There is no Brexit dividend - so where exactly is this NHS money coming from?

Where is the NHS money coming from? | Copyright: iStock
Where is the NHS money coming from? | Copyright: iStock

By Anita Charlesworth

The NHS had an early birthday present last week: A five-year funding boost worth over £20bn, announced by the prime minister. There was a bit of toing-and-froing over a Brexit dividend, but Theresa May was clear that taxes are going rise to pay for it - the government just hasn't decided which ones or by how much. That's been left for the chancellor's Autumn Budget.

By all accounts the negotiations between the chancellor, health secretary and the prime minister were tough and went to the wire. Given how dominant personalities usually are at Westminster, it's noteworthy that the debate between the Treasury and the Department of Health (DoH) was not about egos or power. Instead, it goes to the heart of one of the key issues facing government: how to balance the harm of austerity against the risks of Brexit. 

Eight years into austerity, public services are clearly suffering. The NHS is far from the hardest hit service but it is the one that touches us all. Support for the principle of a tax-funded, free at the point of use NHS is rock solid, but the public is worried. Satisfaction with the health service has dipped. People have noticed that hospitals are full to bursting, five million people are on NHS waiting lists and getting an appointment with a GP is harder than ever. 

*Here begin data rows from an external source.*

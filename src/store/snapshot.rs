// SPDX-License-Identifier: MIT OR Apache-2.0
// Copyright (c) 2025 trflow contributors

//! Point-in-time view of the injectable store

use serde_json::{Map, Value};

use crate::errors::{TrflowError, TrflowResult};
use crate::resolver::path;

/// Queryable tree of every store entry as of the last refresh
///
/// The root is a mapping from store key to that entry's serialized value.
#[derive(Debug, Clone, PartialEq)]
pub struct Snapshot {
    tree: Value,
}

impl Snapshot {
    /// A snapshot with no entries
    pub fn empty() -> Self {
        Self {
            tree: Value::Object(Map::new()),
        }
    }

    pub(crate) fn from_entries(entries: Map<String, Value>) -> Self {
        Self {
            tree: Value::Object(entries),
        }
    }

    /// Resolve a dotted store path
    pub fn get(&self, key: &str) -> TrflowResult<&Value> {
        path::lookup(&self.tree, key).map_err(|miss| TrflowError::StoreKeyNotFound {
            key: key.to_string(),
            segment: miss.segment,
        })
    }

    /// Whether a dotted store path resolves
    pub fn contains(&self, key: &str) -> bool {
        path::lookup(&self.tree, key).is_ok()
    }

    /// Number of top-level entries
    pub fn len(&self) -> usize {
        self.tree.as_object().map_or(0, Map::len)
    }

    pub fn is_empty(&self) -> bool {
        self.len() == 0
    }

    /// The whole tree
    pub fn as_value(&self) -> &Value {
        &self.tree
    }
}

impl Default for Snapshot {
    fn default() -> Self {
        Self::empty()
    }
}

#[cfg(test)]
mod tests {
    use super::*;
    use serde_json::json;

    #[test]
    fn test_get_missing_key_names_segment() {
        let mut entries = Map::new();
        entries.insert("crosTest".into(), json!({"address": "localhost", "port": 8010}));
        let snapshot = Snapshot::from_entries(entries);

        assert_eq!(snapshot.get("crosTest.port").unwrap(), &json!(8010));
        match snapshot.get("crosTest.host") {
            Err(TrflowError::StoreKeyNotFound { key, segment }) => {
                assert_eq!(key, "crosTest.host");
                assert_eq!(segment, "host");
            }
            other => panic!("Expected StoreKeyNotFound, got {:?}", other),
        }
        assert!(!snapshot.contains("rdbPublish"));
    }

    #[test]
    fn test_empty_snapshot() {
        let snapshot = Snapshot::empty();
        assert!(snapshot.is_empty());
        assert!(snapshot.get("anything").is_err());
    }
}
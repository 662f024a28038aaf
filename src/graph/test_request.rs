// SPDX-License-Identifier: MIT OR Apache-2.0
// Copyright (c) 2025 trflow contributors

//! Declarative test request
//!
//! Input to the graph builder, usually loaded from a YAML or JSON file.
//! Every field is optional.

use serde::{Deserialize, Serialize};
use std::collections::BTreeMap;
use std::path::Path;

use crate::errors::{TrflowError, TrflowResult};
use crate::graph::definition::{is_json, ContainerMetadata, TestSuite};
use crate::graph::metadata::AnyPayload;

/// What to test, on which devices, and which stages to run
#[derive(Debug, Clone, PartialEq, Serialize, Deserialize)]
#[serde(rename_all = "camelCase", default)]
pub struct TestRequest {
    pub parent_build_id: i64,
    pub parent_request_uid: String,
    pub primary_dut: DutSpec,
    pub companion_duts: Vec<DutSpec>,
    pub test_suites: Option<Vec<TestSuite>>,
    pub keyvals: Option<BTreeMap<String, String>>,
    pub container_metadata: Option<ContainerMetadata>,
    /// Whether this run gates a CQ attempt
    pub cq_run: bool,
    pub infra: Infra,
    /// Prefix under which GCS publishing uploads results
    pub results_gcs_prefix: String,
    pub steps: StepsConfig,
}

impl Default for TestRequest {
    fn default() -> Self {
        Self {
            parent_build_id: 0,
            parent_request_uid: String::new(),
            primary_dut: DutSpec::default(),
            companion_duts: Vec::new(),
            test_suites: None,
            keyvals: None,
            container_metadata: None,
            cq_run: false,
            infra: Infra::default(),
            results_gcs_prefix: "gs://chromeos-test-logs/test-runner".to_string(),
            steps: StepsConfig::default(),
        }
    }
}

impl TestRequest {
    /// Load a request from a file; `.json` files are read as JSON, anything else as YAML
    pub fn from_file(path: &Path) -> TrflowResult<Self> {
        if !path.exists() {
            return Err(TrflowError::RequestNotFound {
                path: path.to_path_buf(),
            });
        }

        let content = std::fs::read_to_string(path).map_err(|e| TrflowError::FileReadError {
            path: path.to_path_buf(),
            error: e.to_string(),
        })?;

        if is_json(path) {
            Self::from_json(&content)
        } else {
            Self::from_yaml(&content)
        }
    }

    pub fn from_yaml(yaml: &str) -> TrflowResult<Self> {
        serde_yaml::from_str(yaml).map_err(Into::into)
    }

    pub fn from_json(json: &str) -> TrflowResult<Self> {
        serde_json::from_str(json).map_err(Into::into)
    }
}

/// One device the run needs
#[derive(Debug, Clone, Default, PartialEq, Serialize, Deserialize)]
#[serde(rename_all = "camelCase", default)]
pub struct DutSpec {
    pub board: String,
    pub model: String,
    /// OS image to provision, e.g. `gs://chromeos-image-archive/brya-release/R120-15662.0.0`
    pub image_path: String,
    /// Opaque provisioning instructions; their type selects the provisioner
    pub provision_metadata: Option<AnyPayload>,
}

/// Where devices are hosted
#[derive(Debug, Clone, Copy, Default, PartialEq, Eq, Serialize, Deserialize)]
#[serde(rename_all = "lowercase")]
pub enum Infra {
    /// Physical lab devices
    #[default]
    Lab,
    /// Virtual devices on GCE
    Gce,
}

/// Pipeline stages to include
///
/// CPCON publishing is opt-in; every other stage runs unless skipped.
#[derive(Debug, Clone, Default, PartialEq, Eq, Serialize, Deserialize)]
#[serde(rename_all = "camelCase", default)]
pub struct StepsConfig {
    pub skip_dut_server: bool,
    pub skip_provision: bool,
    pub skip_test: bool,
    /// Suppresses every publish task
    pub skip_publish: bool,
    pub skip_rdb_publish: bool,
    pub skip_gcs_publish: bool,
    pub enable_cpcon_publish: bool,
}

impl StepsConfig {
    /// Every stage skipped
    pub fn skip_all() -> Self {
        Self {
            skip_dut_server: true,
            skip_provision: true,
            skip_test: true,
            skip_publish: true,
            skip_rdb_publish: true,
            skip_gcs_publish: true,
            enable_cpcon_publish: false,
        }
    }
}
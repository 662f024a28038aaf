// SPDX-License-Identifier: MIT OR Apache-2.0
// Copyright (c) 2025 trflow contributors

//! Validate command - check a compiled task graph

use colored::Colorize;
use miette::Result;
use std::path::PathBuf;

use super::load_graph;
use crate::graph::{DependencyDag, GraphValidator};
use crate::utils::{print_error, print_section, print_success, print_warning};

/// Run the validate command
pub fn run(path: PathBuf, compiled: bool, verbose: bool) -> Result<()> {
    println!("{}", "Validating task graph...".bold());
    println!();

    let request = match load_graph(&path, compiled) {
        Ok(request) => request,
        Err(e) => {
            eprintln!("  {} Failed to load {}", "✗".red(), path.display());
            eprintln!();
            return Err(e.into());
        }
    };

    print_success(&format!("Loaded {} tasks", request.ordered_tasks.len()));

    let validation = GraphValidator::validate(&request);

    if !validation.errors.is_empty() {
        print_section(&"Errors".red().bold().to_string());
        for error in &validation.errors {
            print_error(error);
        }
    }

    if validation.has_warnings() {
        print_section(&"Warnings".yellow().bold().to_string());
        for warning in &validation.warnings {
            print_warning(warning);
        }
    }

    if verbose {
        let dag = DependencyDag::build(&request);
        print_section("Graph summary");
        for (idx, task) in request.ordered_tasks.iter().enumerate() {
            let deps: Vec<&str> = dag
                .dependencies(idx)
                .into_iter()
                .filter_map(|d| dag.name(d))
                .collect();
            let deps = if deps.is_empty() {
                String::new()
            } else {
                format!(" [depends: {}]", deps.join(", "))
            };
            println!("    - {}{}", task.label(), deps.dimmed());
        }
        let external: Vec<&str> = dag.external_keys().collect();
        if !external.is_empty() {
            println!("    external inputs: {}", external.join(", ").dimmed());
        }
    }

    println!();

    if !validation.is_valid() {
        return Err(miette::miette!("Graph validation failed"));
    }

    if validation.has_warnings() {
        println!("{}", "Graph is valid but has warnings.".yellow().bold());
    } else {
        println!("{}", "Graph is valid!".green().bold());
    }
    Ok(())
}
// SPDX-License-Identifier: MIT OR Apache-2.0
// Copyright (c) 2025 trflow contributors

//! Dot-path traversal over value trees
//!
//! A segment addresses a mapping key, or a sequence index when the current
//! node is a sequence. Store lookups and the resolver's receiver walk share
//! these functions.

use serde_json::Value;

/// A path segment that could not be followed
#[derive(Debug, Clone, PartialEq, Eq)]
pub struct PathMiss {
    pub segment: String,
}

impl PathMiss {
    fn new(segment: &str) -> Self {
        Self {
            segment: segment.to_string(),
        }
    }
}

/// Split a dotted path into segments. The empty path has no segments.
pub fn segments(path: &str) -> Vec<&str> {
    if path.is_empty() {
        return Vec::new();
    }
    path.split('.').collect()
}

fn index(segment: &str) -> Option<usize> {
    segment.parse::<usize>().ok()
}

/// Follow one segment from `node`
pub fn step<'a>(node: &'a Value, segment: &str) -> Result<&'a Value, PathMiss> {
    match node {
        Value::Object(map) => map.get(segment).ok_or_else(|| PathMiss::new(segment)),
        Value::Array(items) => index(segment)
            .and_then(|i| items.get(i))
            .ok_or_else(|| PathMiss::new(segment)),
        _ => Err(PathMiss::new(segment)),
    }
}

/// Mutable counterpart of [`step`]
pub fn step_mut<'a>(node: &'a mut Value, segment: &str) -> Result<&'a mut Value, PathMiss> {
    match node {
        Value::Object(map) => map.get_mut(segment).ok_or_else(|| PathMiss::new(segment)),
        Value::Array(items) => match index(segment) {
            Some(i) => items.get_mut(i).ok_or_else(|| PathMiss::new(segment)),
            None => Err(PathMiss::new(segment)),
        },
        _ => Err(PathMiss::new(segment)),
    }
}

/// Resolve a dotted path against `root`
pub fn lookup<'a>(root: &'a Value, path: &str) -> Result<&'a Value, PathMiss> {
    segments(path)
        .into_iter()
        .try_fold(root, |node, segment| step(node, segment))
}

/// Resolve already-split segments against `root`, mutably
pub fn lookup_mut<'a>(root: &'a mut Value, segments: &[&str]) -> Result<&'a mut Value, PathMiss> {
    segments
        .iter()
        .try_fold(root, |node, segment| step_mut(node, segment))
}
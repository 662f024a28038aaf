// SPDX-License-Identifier: MIT OR Apache-2.0
// Copyright (c) 2025 trflow contributors

//! Error types
//!
//! Graph construction never fails; everything here comes from loading
//! request files or from resolving dynamic dependencies at run time.

mod recovery;

pub use recovery::RecoverySuggestion;

use miette::Diagnostic;
use std::path::PathBuf;
use thiserror::Error;

/// Result type for trflow operations
pub type TrflowResult<T> = Result<T, TrflowError>;

/// Main error type for trflow
#[derive(Error, Debug, Diagnostic)]
pub enum TrflowError {
    // ─────────────────────────────────────────────────────────────────────────
    // Resolution Errors
    // ─────────────────────────────────────────────────────────────────────────
    #[error("Store key '{key}' could not be resolved at segment '{segment}'")]
    #[diagnostic(
        code(trflow::store_key_not_found),
        help("Check that the producing task ran and that the store snapshot was refreshed afterwards")
    )]
    StoreKeyNotFound { key: String, segment: String },

    #[error("Injection point '{point}' could not be resolved at segment '{segment}'")]
    #[diagnostic(
        code(trflow::injection_point_not_found),
        help("Injection points are dot-paths into the receiving message using its JSON field names")
    )]
    InjectionPointNotFound { point: String, segment: String },

    #[error("Value injected at '{point}' does not fit the receiving message: {message}")]
    #[diagnostic(code(trflow::shape_mismatch))]
    ShapeMismatch { point: String, message: String },

    #[error("Failed to snapshot store entry '{key}': {message}")]
    #[diagnostic(code(trflow::snapshot_failed))]
    SnapshotFailed { key: String, message: String },

    // ─────────────────────────────────────────────────────────────────────────
    // Graph Errors
    // ─────────────────────────────────────────────────────────────────────────
    #[error("Task {index} is out of range; the graph has {count} tasks")]
    #[diagnostic(code(trflow::task_out_of_range))]
    TaskOutOfRange { index: usize, count: usize },

    #[error("Circular dependency between tasks: {}", tasks.join(" → "))]
    #[diagnostic(
        code(trflow::circular_dependency),
        help("A task may only depend on values published by tasks ordered before it")
    )]
    CircularDependency { tasks: Vec<String> },

    // ─────────────────────────────────────────────────────────────────────────
    // File Errors
    // ─────────────────────────────────────────────────────────────────────────
    #[error("Request file not found: {path}")]
    #[diagnostic(
        code(trflow::request_not_found),
        help("Pass the path of a YAML or JSON test request")
    )]
    RequestNotFound { path: PathBuf },

    #[error("Failed to read file '{path}': {error}")]
    #[diagnostic(code(trflow::file_read_error))]
    FileReadError { path: PathBuf, error: String },

    #[error("Failed to write file '{path}': {error}")]
    #[diagnostic(code(trflow::file_write_error))]
    FileWriteError { path: PathBuf, error: String },

    #[error("Store file must hold a JSON object of key/value entries, got {found}")]
    #[diagnostic(code(trflow::invalid_store_file))]
    InvalidStoreFile { found: String },

    // ─────────────────────────────────────────────────────────────────────────
    // IO/Parsing Errors
    // ─────────────────────────────────────────────────────────────────────────
    #[error("IO error: {message}")]
    #[diagnostic(code(trflow::io_error))]
    Io { message: String },

    #[error("YAML parsing error: {message}")]
    #[diagnostic(code(trflow::yaml_error))]
    Yaml { message: String },

    #[error("JSON parsing error: {message}")]
    #[diagnostic(code(trflow::json_error))]
    Json { message: String },
}

impl From<std::io::Error> for TrflowError {
    fn from(e: std::io::Error) -> Self {
        Self::Io { message: e.to_string() }
    }
}

impl From<serde_yaml::Error> for TrflowError {
    fn from(e: serde_yaml::Error) -> Self {
        Self::Yaml { message: e.to_string() }
    }
}

impl From<serde_json::Error> for TrflowError {
    fn from(e: serde_json::Error) -> Self {
        Self::Json { message: e.to_string() }
    }
}

impl TrflowError {
    /// Whether this error came from the resolution phase
    pub fn is_resolution_failure(&self) -> bool {
        matches!(
            self,
            Self::StoreKeyNotFound { .. }
                | Self::InjectionPointNotFound { .. }
                | Self::ShapeMismatch { .. }
                | Self::SnapshotFailed { .. }
        )
    }

    /// Suggest a next step for this error, if one is known
    pub fn recovery(&self) -> Option<RecoverySuggestion> {
        match self {
            Self::StoreKeyNotFound { key, segment } => {
                Some(RecoverySuggestion::missing_store_key(key, segment))
            }
            Self::InjectionPointNotFound { point, segment } => {
                Some(RecoverySuggestion::unknown_injection_point(point, segment))
            }
            Self::ShapeMismatch { point, .. } => Some(RecoverySuggestion::shape_mismatch(point)),
            _ => None,
        }
    }
}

The pressure of an ageing population with long-term health problems means a big slug of cash is essential if services are not to get much worse. Hunt knows this and politically it matters for the Conservatives: the NHS and Brexit are neck-and-neck on the list of public concerns. Although no-one thinks Brexit is going well, it’s working out better politically for May. The NHS remains an Achilles heel. The Conservatives are trusted much less on health than Labour (44% vs 21% in a recent ICM/Guardian poll).

Neutralising worries about the NHS therefore makes political sense. But recent analysis by the Health Foundation and IFS highlights how hard and expensive that will be.

Keeping up with the tidal wave of demand would consume funding increases of 3.3% a year. The government is offering 3.4%. That's enough to avert a crisis but it offers little scope for improvements in the areas where the NHS is comparatively weak, such as cancer and mental health. To make meaningful improvements the funding boost would have had to be at least four per cent - £5bn more than May is promising.

This leaves the government in a tricky position. A funding increase of 3.4% a year is a huge amount of money - well above the £350 million a week on the Brexit bus. But will the public see enough tangible improvement to feel the extra money was worth it? This is not an academic question. Despite what was on the side of the bus, extra funding for the NHS is not coming from a Brexit dividend – the IFS and OBR are clear there isn't one for the next few years. That leaves three options: cut other services, increase borrowing or put up taxes. 

Finding extra money for the NHS by cutting other areas of government spending is exactly what we've done over the last 70 years. Post-war we spent almost ten per cent of GDP on defence and 3.5% on health. Fast forward and things have reversed. 

Figure1: UK Public spending on health and defence as a share of total public spending 1955-56 to 2015-16

The health service takes up a third of all government spending on public services. Finding extra money for the NHS by cutting other services that have already borne the brunt of eight years of austerity is a no-go. That leaves borrowing or tax. Borrowing is down but debt remains high. A bit more borrowing for a few years might be possible, even sensible given Brexit. However, this can only ever be a temporary solution. 

The trouble is the UK doesn't have a temporary challenge. It has a structural problem with our public finances. What we want and need the state to do exceeds our tax base. We want European standards of health care but are paying US levels of taxation. Although the UK's tax is high by historic standards, we have the 13th lowest tax burden of the EU15. Even if we funded all £20bn of the extra NHS money through tax we would still be 13th.

We've got away with this tension for years by radically reshaping the state. But now we do have to decide which it's to be: managed decline for the NHS or a higher tax burden. The chancellor's dilemma is that he understands this. Good economics points to a higher tax base in the medium term but delivering the extra NHS cash isn't easy. The amount of money the NHS needs can't be found by stealth tax changes. Not proceeding with the planned corporation tax cut from 19% to 17% is clearly an option, but would raise just over a quarter of what is promised. It's hard to see how the chancellor could find £20bn without looking to the big three taxes: national insurance, income tax and VAT.

So after eight years of austerity and with a weak economy, is it taxes or public services that are going to give? The politics of minority governments and Brexit uncertainty explain the prime minister's compromise announcement for the NHS. But that compromise also has the profound risk that it creates the worst of all worlds: an insufficient improvement to public services paid for by a very noticeable increase in tax. 

Anita Charlesworth is director of Research & Economics at the Health Foundation.

The opinions in politics.co.uk's Comment and Analysis section are those of the author and are no reflection of the views of the website or its owners.